What’s being built here looks different. Slower. More deliberate. Built on a very specific kind of person.

After nearly two decades running Yellow Dog Software, Jay Livingood didn’t start with strategy. He started with people. He looked at the employees who stayed, the ones who actually worked, and found a pattern. “Grit was one of them… these guys already know how to work, and they will be gritty. And then right with it is curiosity. Because in tech, you need to be curious… why did that thing not work?… take curiosity and grit, put those two together, and those are my people.”

That’s the filter. Not résumés. Not credentials. Grit and curiosity.

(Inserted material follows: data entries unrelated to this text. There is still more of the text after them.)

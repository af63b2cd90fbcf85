//! Building component executables and lifecycle bundles from Go sources.
//!
//! Builds are lazy: an executable already present in the binaries directory
//! is reused, so repeated suite runs only pay for the first compile.

use std::collections::HashMap;
use std::path::{Path, PathBuf};
use std::process::Stdio;

use tokio::process::Command;
use tracing::info;

use crate::archive::write_tgz;
use crate::artifacts::BuiltExecutables;
use crate::error::WorldError;
use crate::version::DiegoVersion;

/// A Go main package and how to build it.
#[derive(Debug, Clone, PartialEq, Eq)]
pub struct GoPackage {
    /// Key under which the executable is recorded.
    pub component: String,
    pub import_path: String,
    /// Environment variable naming the GOPATH that holds the source.
    pub gopath_var: String,
    pub flags: Vec<String>,
    /// Build with cgo disabled.
    pub static_build: bool,
}

impl GoPackage {
    pub fn new(
        component: impl Into<String>,
        import_path: impl Into<String>,
        gopath_var: impl Into<String>,
    ) -> Self {
        Self {
            component: component.into(),
            import_path: import_path.into(),
            gopath_var: gopath_var.into(),
            flags: Vec::new(),
            static_build: false,
        }
    }

    pub fn flags(mut self, flags: &[&str]) -> Self {
        self.flags = flags.iter().map(|f| f.to_string()).collect();
        self
    }

    /// Race-detector build, used for every component under test.
    pub fn race(self) -> Self {
        self.flags(&["-race"])
    }

    /// Statically linked build (`CGO_ENABLED=0 -a -installsuffix static`).
    pub fn static_build(mut self) -> Self {
        self.static_build = true;
        self.flags(&["-a", "-installsuffix", "static"])
    }

    /// File name of the built binary: the last import path segment.
    pub fn binary_name(&self) -> &str {
        self.import_path
            .rsplit('/')
            .next()
            .unwrap_or(&self.import_path)
    }
}

/// GOPATH roots by environment variable name.
#[derive(Debug, Clone, Default)]
pub struct SourcePaths(HashMap<String, PathBuf>);

impl SourcePaths {
    pub fn new() -> Self {
        Self::default()
    }

    /// Read every variable the given packages need from the environment.
    /// Unset variables are left out and reported when a build needs them.
    pub fn from_env<'a>(vars: impl IntoIterator<Item = &'a str>) -> Self {
        let mut paths = Self::new();
        for var in vars {
            if let Ok(value) = std::env::var(var) {
                if !value.is_empty() {
                    paths.insert(var, value);
                }
            }
        }
        paths
    }

    pub fn insert(&mut self, var: impl Into<String>, path: impl Into<PathBuf>) {
        self.0.insert(var.into(), path.into());
    }

    pub fn get(&self, var: &str) -> Result<&Path, WorldError> {
        self.0
            .get(var)
            .map(PathBuf::as_path)
            .ok_or_else(|| WorldError::MissingSource(var.to_string()))
    }
}

/// The `go` command used for builds.
#[derive(Debug, Clone)]
pub struct GoToolchain {
    program: PathBuf,
}

impl Default for GoToolchain {
    fn default() -> Self {
        Self::new("go")
    }
}

impl GoToolchain {
    pub fn new(program: impl Into<PathBuf>) -> Self {
        Self {
            program: program.into(),
        }
    }

    /// `go build -o output` for one package.
    pub async fn build(
        &self,
        gopath: &Path,
        package: &GoPackage,
        output: &Path,
    ) -> Result<(), WorldError> {
        let mut command = Command::new(&self.program);
        command
            .arg("build")
            .arg("-o")
            .arg(output)
            .args(&package.flags)
            .arg(&package.import_path)
            .env("GOPATH", gopath)
            .env("GO111MODULE", "off")
            .stdin(Stdio::null());
        if package.static_build {
            command.env("CGO_ENABLED", "0");
        }

        let result = command.output().await?;
        if !result.status.success() {
            let mut output = String::from_utf8_lossy(&result.stdout).into_owned();
            output.push_str(&String::from_utf8_lossy(&result.stderr));
            return Err(WorldError::Build {
                package: package.import_path.clone(),
                output,
            });
        }

        Ok(())
    }
}

/// Build `package` into `binaries_dir` unless its binary is already there.
pub async fn lazy_build(
    toolchain: &GoToolchain,
    binaries_dir: &Path,
    gopath: &Path,
    package: &GoPackage,
) -> Result<PathBuf, WorldError> {
    tokio::fs::create_dir_all(binaries_dir).await?;

    let binary = binaries_dir.join(package.binary_name());
    if tokio::fs::try_exists(&binary).await? {
        return Ok(binary);
    }

    info!(package = %package.import_path, gopath = %gopath.display(), "building");
    toolchain.build(gopath, package, &binary).await?;
    Ok(binary)
}

/// Executables under test at the new version.
pub fn v1_packages() -> Vec<GoPackage> {
    vec![
        GoPackage::new("garden", "code.cloudfoundry.org/guardian/cmd/gdn", "GARDEN_GOPATH")
            .flags(&["-race", "-a", "-tags", "daemon"]),
        GoPackage::new(
            "auctioneer",
            "code.cloudfoundry.org/auctioneer/cmd/auctioneer",
            "AUCTIONEER_GOPATH",
        )
        .race(),
        GoPackage::new("rep", "code.cloudfoundry.org/rep/cmd/rep", "REP_GOPATH").race(),
        GoPackage::new("bbs", "code.cloudfoundry.org/bbs/cmd/bbs", "BBS_GOPATH").race(),
        GoPackage::new("locket", "code.cloudfoundry.org/locket/cmd/locket", "LOCKET_GOPATH")
            .race(),
        GoPackage::new(
            "file-server",
            "code.cloudfoundry.org/fileserver/cmd/file-server",
            "FILE_SERVER_GOPATH",
        )
        .race(),
        GoPackage::new(
            "route-emitter",
            "code.cloudfoundry.org/route-emitter/cmd/route-emitter",
            "ROUTE_EMITTER_GOPATH",
        )
        .race(),
        GoPackage::new("router", "code.cloudfoundry.org/gorouter", "ROUTER_GOPATH").race(),
        GoPackage::new(
            "routing-api",
            "code.cloudfoundry.org/routing-api/cmd/routing-api",
            "ROUTING_API_GOPATH",
        )
        .race(),
        GoPackage::new(
            "ssh-proxy",
            "code.cloudfoundry.org/diego-ssh/cmd/ssh-proxy",
            "SSH_PROXY_GOPATH",
        )
        .race(),
        GoPackage::new("sshd", "code.cloudfoundry.org/diego-ssh/cmd/sshd", "SSHD_GOPATH")
            .static_build(),
    ]
}

/// Executables under test at the old version. Locket only exists from the
/// locket release onwards.
pub fn v0_packages(version: DiegoVersion) -> Vec<GoPackage> {
    let mut packages = vec![
        GoPackage::new(
            "auctioneer",
            "code.cloudfoundry.org/auctioneer/cmd/auctioneer",
            "AUCTIONEER_GOPATH_V0",
        )
        .race(),
        GoPackage::new("rep", "code.cloudfoundry.org/rep/cmd/rep", "REP_GOPATH_V0").race(),
        GoPackage::new("bbs", "code.cloudfoundry.org/bbs/cmd/bbs", "BBS_GOPATH_V0").race(),
        GoPackage::new(
            "route-emitter",
            "code.cloudfoundry.org/route-emitter/cmd/route-emitter",
            "ROUTE_EMITTER_GOPATH_V0",
        )
        .race(),
        GoPackage::new(
            "ssh-proxy",
            "code.cloudfoundry.org/diego-ssh/cmd/ssh-proxy",
            "SSH_PROXY_GOPATH_V0",
        )
        .race(),
    ];

    if version.has_locket() {
        packages.push(
            GoPackage::new("locket", "code.cloudfoundry.org/locket/cmd/locket", "GOPATH_V0")
                .race(),
        );
    }

    packages.push(
        GoPackage::new("sshd", "code.cloudfoundry.org/diego-ssh/cmd/sshd", "SSHD_GOPATH_V0")
            .static_build(),
    );
    packages
}

/// Lazily build every package, recording each binary under its component name.
pub async fn compile_executables(
    toolchain: &GoToolchain,
    binaries_dir: &Path,
    packages: &[GoPackage],
    sources: &SourcePaths,
) -> Result<BuiltExecutables, WorldError> {
    let mut executables = BuiltExecutables::new();
    for package in packages {
        let gopath = sources.get(&package.gopath_var)?;
        let binary = lazy_build(toolchain, binaries_dir, gopath, package).await?;
        executables.insert(package.component.clone(), binary);
    }
    Ok(executables)
}

/// Build the healthcheck binary into `dir/healthcheck` and return `dir`.
pub async fn compile_healthcheck(
    toolchain: &GoToolchain,
    dir: &Path,
    gopath: &Path,
) -> Result<PathBuf, WorldError> {
    let package = GoPackage::new(
        "healthcheck",
        "code.cloudfoundry.org/healthcheck/cmd/healthcheck",
        "HEALTHCHECK_GOPATH",
    )
    .race();
    lazy_build(toolchain, dir, gopath, &package).await?;
    Ok(dir.to_path_buf())
}

/// Build a lifecycle's builder, launcher and healthcheck and bundle them
/// into `output_dir/{name}.tgz`.
pub async fn build_lifecycle(
    toolchain: &GoToolchain,
    output_dir: &Path,
    gopath: &Path,
    name: &str,
) -> Result<PathBuf, WorldError> {
    let scratch = tempfile::Builder::new().prefix(name).tempdir()?;
    let parts = [
        ("builder", format!("code.cloudfoundry.org/{name}/builder")),
        ("launcher", format!("code.cloudfoundry.org/{name}/launcher")),
        (
            "healthcheck",
            "code.cloudfoundry.org/healthcheck/cmd/healthcheck".to_string(),
        ),
    ];

    let mut entries = Vec::with_capacity(parts.len());
    for (part, import_path) in parts {
        let package = GoPackage::new(part, import_path, "GOPATH").static_build();
        let output = scratch.path().join(part);
        toolchain.build(gopath, &package, &output).await?;
        entries.push((part, output));
    }

    tokio::fs::create_dir_all(output_dir).await?;
    let bundle = output_dir.join(format!("{name}.tgz"));
    write_tgz(&bundle, &entries)?;

    info!(lifecycle = name, bundle = %bundle.display(), "lifecycle built");
    Ok(bundle)
}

It’s also how you build something that lasts.

Yellow Dog didn’t raise money. It didn’t chase growth at all costs. “We did it the old fashioned way… sell and cash flow it.” License revenue. Recurring support. Time. Nineteen years of it.

That decision shows up everywhere. In how they hire. In how they operate. In how they grow.

From the outside, it’s “inventory software.” But that’s not the story.

Because inventory, at their level, is control.

Stadiums. Resorts. Massive events where millions of dollars move in hours and everything has to work. “In five hours… this business is gonna do maybe $1 to $2 million… and you gotta control the start of it and the end of it… it’s like a mini circus.”

If that system breaks, everyone feels it.

That’s the layer most people never see. The work behind the experience.

And it’s not unique to one company. It’s everywhere across the region. Companies doing complex, meaningful work that doesn’t need attention to matter.

What makes it work isn’t just the company. It’s the people around it.

Because no one builds this alone.

“The truth of it is we all deal with the same problems… we can all learn from each other… the only other option is to learn it the hard way.”

That’s the trade. Learn slowly, or learn together.

In Hampton Roads, that gap closes fast. “This is the biggest small town you’ll ever be part of… everyone knows everyone.”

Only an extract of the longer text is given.